# Marathon Info



## T-Blaze (Aug 10, 2009)

I will be spending a week in Marathon for vacation with a bay boat and was wondering if anyone had any good tips or info on fishing this time of year


----------



## Brad King (Sep 30, 2007)

Back side of duck key is great for Reds/SNook and a few Tarpon. We fish the West side of Hawks Cay often and have always done well!


----------



## Mac1528 (Mar 24, 2012)

Lots of good fish & poon along the 7 mile bridge in the cuts

Sent using tapatalk


----------



## T-Blaze (Aug 10, 2009)

Thanks to anybody sharing their spots. I'm just going for the fun and don't care what fish I catch as long as it pulls.


----------



## Mac1528 (Mar 24, 2012)

T-Blaze said:


> .... I'm just going for the fun and don't care what fish I catch as long as it pulls.

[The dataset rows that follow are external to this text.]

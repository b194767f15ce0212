//! Text-preserving TypeScript parser for the eject-enum engine.
//!
//! The parser builds just enough structure to rewrite enums in place:
//! - every statement-holding scope, with its ordered statements;
//! - enum declarations and their members, with initializer expression trees;
//! - property type annotations of the exact form `Name.Member`.
//!
//! Everything else is kept as source text. `printer::print_source_file`
//! reassembles the file from the original text plus whatever nodes were
//! replaced, so an untouched tree prints byte-for-byte.

pub mod parser;
pub use parser::{
    DeclarationKind, DeclaredName, EnumData, EnumMemberData, MemberName, ModifierFlags, Node,
    NodeArena, NodeIndex, ParseDiagnostic, ParserState, ScopeData, ScopeKind, StatementKind,
    SynthesizedData, TextSpan, TypeSiteData,
};

pub mod printer;
pub use printer::print_source_file;
//! Enum ejection engine.
//!
//! Rewrites every TypeScript `enum` whose members are compile-time constants
//! into a `const` object and a type alias over its values:
//!
//! ```text
//! enum YesNo { No, Yes }
//! ```
//!
//! becomes
//!
//! ```text
//! const YesNo = {
//!   No: 0,
//!   Yes: 1,
//! } as const;
//!
//! type YesNo = (typeof YesNo)[keyof typeof YesNo];
//! ```
//!
//! Property types naming one member (`kind: YesNo.Yes`) become
//! `typeof YesNo.Yes`. Files with nothing to convert are returned unchanged.

pub mod binder;
pub mod comment_carrier;
pub mod convertibility;
pub mod driver;
pub mod error;
pub mod evaluator;
pub mod format;
pub mod logger;
pub mod member_refs;
pub mod number_text;
pub mod options;
pub mod synthesizer;
pub mod walker;

pub use convertibility::{Convertibility, SkipReason};
pub use driver::{EjectionContext, FileOutcome, eject_enums_from_source};
pub use error::{EjectError, SyntaxDiagnostic};
pub use evaluator::{EnumValue, ResolvedValue};
pub use format::{FormatSettings, NewLine, format_text};
pub use logger::{ProgressLogger, SilentLogger};
pub use member_refs::MemberLiteralTypes;
pub use options::{EjectOptions, IndentStyle};

#[cfg(test)]
#[path = "tests/evaluator_tests.rs"]
mod evaluator_tests;

#[cfg(test)]
#[path = "tests/number_text_tests.rs"]
mod number_text_tests;

#[cfg(test)]
#[path = "tests/format_tests.rs"]
mod format_tests;

#[cfg(test)]
#[path = "tests/binder_tests.rs"]
mod binder_tests;

#[cfg(test)]
#[path = "tests/synthesizer_tests.rs"]
mod synthesizer_tests;
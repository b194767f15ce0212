//! Parser state - expression skimming and constant expression parsing.
//!
//! General expressions are skimmed: the parser walks their tokens only to
//! find where they end and which function bodies, class bodies and object
//! literals they contain. Enum initializers are additionally parsed into an
//! expression tree when they use only the operators a constant can use.

use bitflags::bitflags;
use eject_enum_common::diagnostics::diagnostic_codes;
use eject_enum_common::limits::MAX_CONSTANT_EXPRESSION_DEPTH;
use eject_enum_scanner::literals::{decode_string_literal, decode_template_text, parse_numeric_literal};
use eject_enum_scanner::{
    SyntaxKind, binary_operator_precedence, can_end_expression, is_assignment_operator,
    is_identifier_like, is_identifier_or_keyword, is_template_continuation,
};

use super::base::NodeIndex;
use super::node::{
    AccessExprData, BinaryExprData, ElementAccessData, IdentifierData, LiteralData, Node,
    ParenthesizedData, ScopeKind, SpanData, TemplateData, TemplateSpanData, UnaryExprData,
};
use super::state::ParserState;
use super::state_members::MemberListKind;

bitflags! {
    /// Extra tokens that end a skimmed expression. `;`, closing brackets,
    /// template continuations and the end of file always end one.
    #[derive(Clone, Copy, Debug, Default, PartialEq, Eq)]
    pub(crate) struct ExpressionStop: u8 {
        const COMMA = 1 << 0;
        /// A `:` not paired with a `?`, as after a `case` label.
        const COLON = 1 << 1;
        /// A line break where automatic semicolon insertion applies.
        const ASI = 1 << 2;
    }
}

In that case... get ya a good sized piece of bloody cuda on the end of a big rig and slide along the flats close to the channels & cuts and hang on....some big sharks out there and they pull!!


Sent using tapatalk


----------



## Wugitus (Oct 16, 2008)

*keys*

check the Florida Sportsman forum,, they have a good Keys section


----------



## purple haze (Sep 2, 2013)

Take advantage of the season and hit bamboo banks for some lobsters. There is a great ramp there and it is only about three miles from the shore. The depth is around 4 to 12 feet. Great snook and poon fishing at night under the Vaca Cut bridge. Hit any grass flat, put out a chum bag and before you know more mangroves snapper and ballyhoos will be ready for the trip back north. Enjoy.


----------